Report every line from the following entries that contains the string "user".

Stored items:
============================================================

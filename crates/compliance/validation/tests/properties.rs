//! Property tests for the rule set: email acceptance, strength score bounds
//! and monotonicity, and rule determinism.

use compliance_validation::*;
use proptest::prelude::*;

#[derive(Clone, Copy, Debug, PartialEq, Eq, Hash, PartialOrd, Ord)]
enum Contact {
    Email,
}

impl FormField for Contact {
    const ALL: &'static [Self] = &[Contact::Email];

    fn name(&self) -> &'static str {
        "email"
    }
}

fn contact_schema() -> FormSchema<Contact> {
    FormSchema::builder()
        .field(Contact::Email, Rule::email())
        .build()
        .unwrap()
}

// ---------------------------------------------------------------------------
// Strategies
// ---------------------------------------------------------------------------

/// Addresses of the shape `local@domain.tld` with no whitespace.
fn arb_address() -> impl Strategy<Value = String> {
    (
        "[a-zA-Z0-9._%+-]{1,12}",
        "[a-zA-Z0-9-]{1,12}",
        prop::collection::vec("[a-zA-Z0-9-]{1,8}", 0..3),
        "[a-zA-Z]{1,6}",
    )
        .prop_map(|(local, domain, subdomains, tld)| {
            let mut host = domain;
            for sub in subdomains {
                host.push('.');
                host.push_str(&sub);
            }
            format!("{local}@{host}.{tld}")
        })
}

/// Strings containing no `@` at all.
fn arb_without_at() -> impl Strategy<Value = String> {
    "[^@]{0,30}"
}

fn arb_password_char() -> impl Strategy<Value = char> {
    prop_oneof![
        prop::char::range('a', 'z'),
        prop::char::range('A', 'Z'),
        prop::char::range('0', '9'),
        prop::sample::select(vec!['!', '@', '#', '$', '%', '^', '&', '*', '-', ' ', '~']),
    ]
}

// ---------------------------------------------------------------------------
// Property Tests
// ---------------------------------------------------------------------------

proptest! {
    /// Well-formed addresses always validate to the empty message.
    #[test]
    fn well_formed_addresses_pass(address in arb_address()) {
        let schema = contact_schema();
        let values = FormValues::new();
        prop_assert_eq!(
            validate_field(&schema, Contact::Email, &FieldValue::from(address.as_str()), &values),
            ""
        );
    }

    /// Anything lacking `@` is rejected.
    #[test]
    fn strings_without_at_fail(candidate in arb_without_at()) {
        let schema = contact_schema();
        let values = FormValues::new();
        let message = validate_field(
            &schema,
            Contact::Email,
            &FieldValue::from(candidate.as_str()),
            &values,
        );
        prop_assert!(!message.is_empty());
    }

    /// Score stays within 0..=5.
    #[test]
    fn strength_score_is_bounded(password in prop::collection::vec(arb_password_char(), 0..24)) {
        let password: String = password.into_iter().collect();
        let strength = password_strength(&password, &PasswordPolicy::default());
        prop_assert!(strength.score <= 5);
        prop_assert_eq!(strength.label.is_none(), strength.score == 0);
    }

    /// Appending a character never lowers the score.
    #[test]
    fn strength_score_is_monotonic(
        prefix in prop::collection::vec(arb_password_char(), 0..16),
        extra in arb_password_char(),
    ) {
        let policy = PasswordPolicy::default();
        let before: String = prefix.iter().collect();
        let mut after = before.clone();
        after.push(extra);

        let before_score = password_strength(&before, &policy).score;
        let after_score = password_strength(&after, &policy).score;
        prop_assert!(after_score >= before_score);
        prop_assert!(after_score <= before_score + 2);
    }

    /// Passing the rule implies the maximum score.
    #[test]
    fn passing_password_scores_five(password in prop::collection::vec(arb_password_char(), 0..24)) {
        let password: String = password.into_iter().collect();
        let policy = PasswordPolicy::default();
        if policy.check(&password).is_none() {
            prop_assert_eq!(password_strength(&password, &policy).score, 5);
        }
    }

    /// Evaluating the same input twice gives the same answer.
    #[test]
    fn validation_is_deterministic(candidate in ".{0,40}") {
        let schema = contact_schema();
        let values = FormValues::new().with(Contact::Email, candidate.as_str());
        prop_assert_eq!(schema.validate_all(&values), schema.validate_all(&values));
    }
}
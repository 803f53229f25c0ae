//! Serde configuration for consent catalogs and confirmation gates.

use std::collections::BTreeMap;
use std::sync::Arc;

use serde::{Deserialize, Serialize};

use crate::category::{default_cookie_categories, CategoryCatalog, ConsentCategory};
use crate::confirmation::{ConfirmationGate, ConfirmationMode};
use crate::error::{ConfirmationError, ConsentError};
use crate::record::ConsentRecord;

/// Consent categories and initial values.
#[derive(Clone, Debug, PartialEq, Eq, Serialize, Deserialize)]
pub struct ConsentConfig {
    #[serde(default = "default_cookie_categories")]
    pub categories: Vec<ConsentCategory>,
    /// Starting values for optional categories.
    #[serde(default)]
    pub initial: BTreeMap<String, bool>,
}

impl Default for ConsentConfig {
    fn default() -> Self {
        Self {
            categories: default_cookie_categories(),
            initial: BTreeMap::new(),
        }
    }
}

impl ConsentConfig {
    pub fn catalog(&self) -> Result<CategoryCatalog, ConsentError> {
        CategoryCatalog::new(self.categories.clone())
    }

    /// A fresh record over the configured catalog.
    pub fn record(&self) -> Result<ConsentRecord, ConsentError> {
        let catalog = Arc::new(self.catalog()?);
        Ok(ConsentRecord::new(
            catalog,
            self.initial.iter().map(|(id, granted)| (id.as_str(), *granted)),
        ))
    }
}

#[derive(Clone, Copy, Debug, Default, PartialEq, Eq, Serialize, Deserialize)]
#[serde(rename_all = "snake_case")]
pub enum ConfirmationKind {
    #[default]
    ExactText,
    Acknowledgement,
}

/// Destructive-action confirmation settings.
#[derive(Clone, Debug, PartialEq, Eq, Serialize, Deserialize)]
pub struct ConfirmationConfig {
    #[serde(default)]
    pub kind: ConfirmationKind,
    /// Text to type in `exact_text` mode (default: `DELETE`)
    #[serde(default = "default_expected_text")]
    pub expected_text: String,
}

fn default_expected_text() -> String {
    "DELETE".to_string()
}

impl Default for ConfirmationConfig {
    fn default() -> Self {
        Self {
            kind: ConfirmationKind::default(),
            expected_text: default_expected_text(),
        }
    }
}

impl ConfirmationConfig {
    pub fn mode(&self) -> ConfirmationMode {
        match self.kind {
            ConfirmationKind::ExactText => ConfirmationMode::exact_text(self.expected_text.clone()),
            ConfirmationKind::Acknowledgement => ConfirmationMode::Acknowledgement,
        }
    }

    pub fn gate(&self) -> Result<ConfirmationGate, ConfirmationError> {
        ConfirmationGate::new(self.mode())
    }
}
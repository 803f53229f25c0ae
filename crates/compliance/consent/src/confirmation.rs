use chrono::{DateTime, Utc};
use serde::{Deserialize, Serialize};
use tracing::{debug, info};
use uuid::Uuid;

use crate::error::ConfirmationError;

/// How the user confirms a destructive action.
#[derive(Clone, Debug, PartialEq, Eq, Serialize, Deserialize)]
#[serde(tag = "mode", rename_all = "snake_case")]
pub enum ConfirmationMode {
    /// Type `expected` exactly (case-sensitive, no trimming).
    ExactText { expected: String },
    /// Tick an acknowledgement checkbox.
    Acknowledgement,
}

impl ConfirmationMode {
    pub fn exact_text(expected: impl Into<String>) -> Self {
        ConfirmationMode::ExactText {
            expected: expected.into(),
        }
    }
}

impl Default for ConfirmationMode {
    fn default() -> Self {
        ConfirmationMode::exact_text("DELETE")
    }
}

/// What the user has entered so far.
#[derive(Clone, Copy, Debug, PartialEq, Eq)]
pub enum GateInput<'a> {
    Typed(&'a str),
    Acknowledged(bool),
}

/// Whether `input` satisfies `mode`. Input of the wrong kind never does.
pub fn gate_open(mode: &ConfirmationMode, input: GateInput<'_>) -> bool {
    match (mode, input) {
        (ConfirmationMode::ExactText { expected }, GateInput::Typed(typed)) => typed == expected,
        (ConfirmationMode::Acknowledgement, GateInput::Acknowledged(checked)) => checked,
        _ => false,
    }
}

#[derive(Clone, Copy, Debug, PartialEq, Eq, Serialize, Deserialize)]
#[serde(rename_all = "lowercase")]
pub enum DialogState {
    Closed,
    Open,
}

/// Receipt for a confirmed destructive action.
///
/// The gate never performs the action; the caller hands this to its
/// deletion collaborator.
#[derive(Clone, Debug, PartialEq, Eq, Serialize, Deserialize)]
pub struct Confirmation {
    pub id: Uuid,
    pub mode: ConfirmationMode,
    pub confirmed_at: DateTime<Utc>,
}

/// Confirmation gate guarding a destructive-action dialog.
///
/// Typed text and the checkbox are cleared on every open/close transition,
/// so a confirmation from one episode can never carry into the next.
#[derive(Clone, Debug)]
pub struct ConfirmationGate {
    mode: ConfirmationMode,
    dialog: DialogState,
    typed: String,
    acknowledged: bool,
}

impl ConfirmationGate {
    pub fn new(mode: ConfirmationMode) -> Result<Self, ConfirmationError> {
        if let ConfirmationMode::ExactText { expected } = &mode {
            if expected.is_empty() {
                return Err(ConfirmationError::EmptyExpectedText);
            }
        }
        Ok(Self {
            mode,
            dialog: DialogState::Closed,
            typed: String::new(),
            acknowledged: false,
        })
    }

    pub fn mode(&self) -> &ConfirmationMode {
        &self.mode
    }

    pub fn dialog(&self) -> DialogState {
        self.dialog
    }

    pub fn is_dialog_open(&self) -> bool {
        self.dialog == DialogState::Open
    }

    pub fn typed(&self) -> &str {
        &self.typed
    }

    pub fn is_acknowledged(&self) -> bool {
        self.acknowledged
    }

    /// Closed -> Open. Starts a fresh episode; opening an open dialog is a no-op.
    pub fn open_dialog(&mut self) {
        if self.dialog == DialogState::Open {
            return;
        }
        self.clear();
        self.dialog = DialogState::Open;
        debug!("Confirmation dialog opened");
    }

    pub fn close_dialog(&mut self) {
        if self.dialog == DialogState::Closed {
            return;
        }
        self.clear();
        self.dialog = DialogState::Closed;
        debug!("Confirmation dialog closed");
    }

    pub fn set_typed(&mut self, text: impl Into<String>) {
        if !self.is_dialog_open() {
            debug!("Typed confirmation ignored: dialog closed");
            return;
        }
        self.typed = text.into();
    }

    pub fn set_acknowledged(&mut self, checked: bool) {
        if !self.is_dialog_open() {
            debug!("Acknowledgement ignored: dialog closed");
            return;
        }
        self.acknowledged = checked;
    }

    /// True only while the dialog is open and the confirmation holds.
    pub fn proceed_allowed(&self) -> bool {
        self.is_dialog_open() && gate_open(&self.mode, self.input())
    }

    /// Issue a receipt and close the dialog.
    pub fn confirm(&mut self) -> Result<Confirmation, ConfirmationError> {
        if !self.is_dialog_open() {
            return Err(ConfirmationError::DialogClosed);
        }
        if !gate_open(&self.mode, self.input()) {
            return Err(ConfirmationError::NotSatisfied);
        }

        let confirmation = Confirmation {
            id: Uuid::new_v4(),
            mode: self.mode.clone(),
            confirmed_at: Utc::now(),
        };
        info!(confirmation_id = %confirmation.id, "Destructive action confirmed");
        self.close_dialog();
        Ok(confirmation)
    }

    fn input(&self) -> GateInput<'_> {
        match self.mode {
            ConfirmationMode::ExactText { .. } => GateInput::Typed(&self.typed),
            ConfirmationMode::Acknowledgement => GateInput::Acknowledged(self.acknowledged),
        }
    }

    fn clear(&mut self) {
        self.typed.clear();
        self.acknowledged = false;
    }
}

============================================================

The answer:
/// How the user confirms a destructive action.
/// What the user has entered so far.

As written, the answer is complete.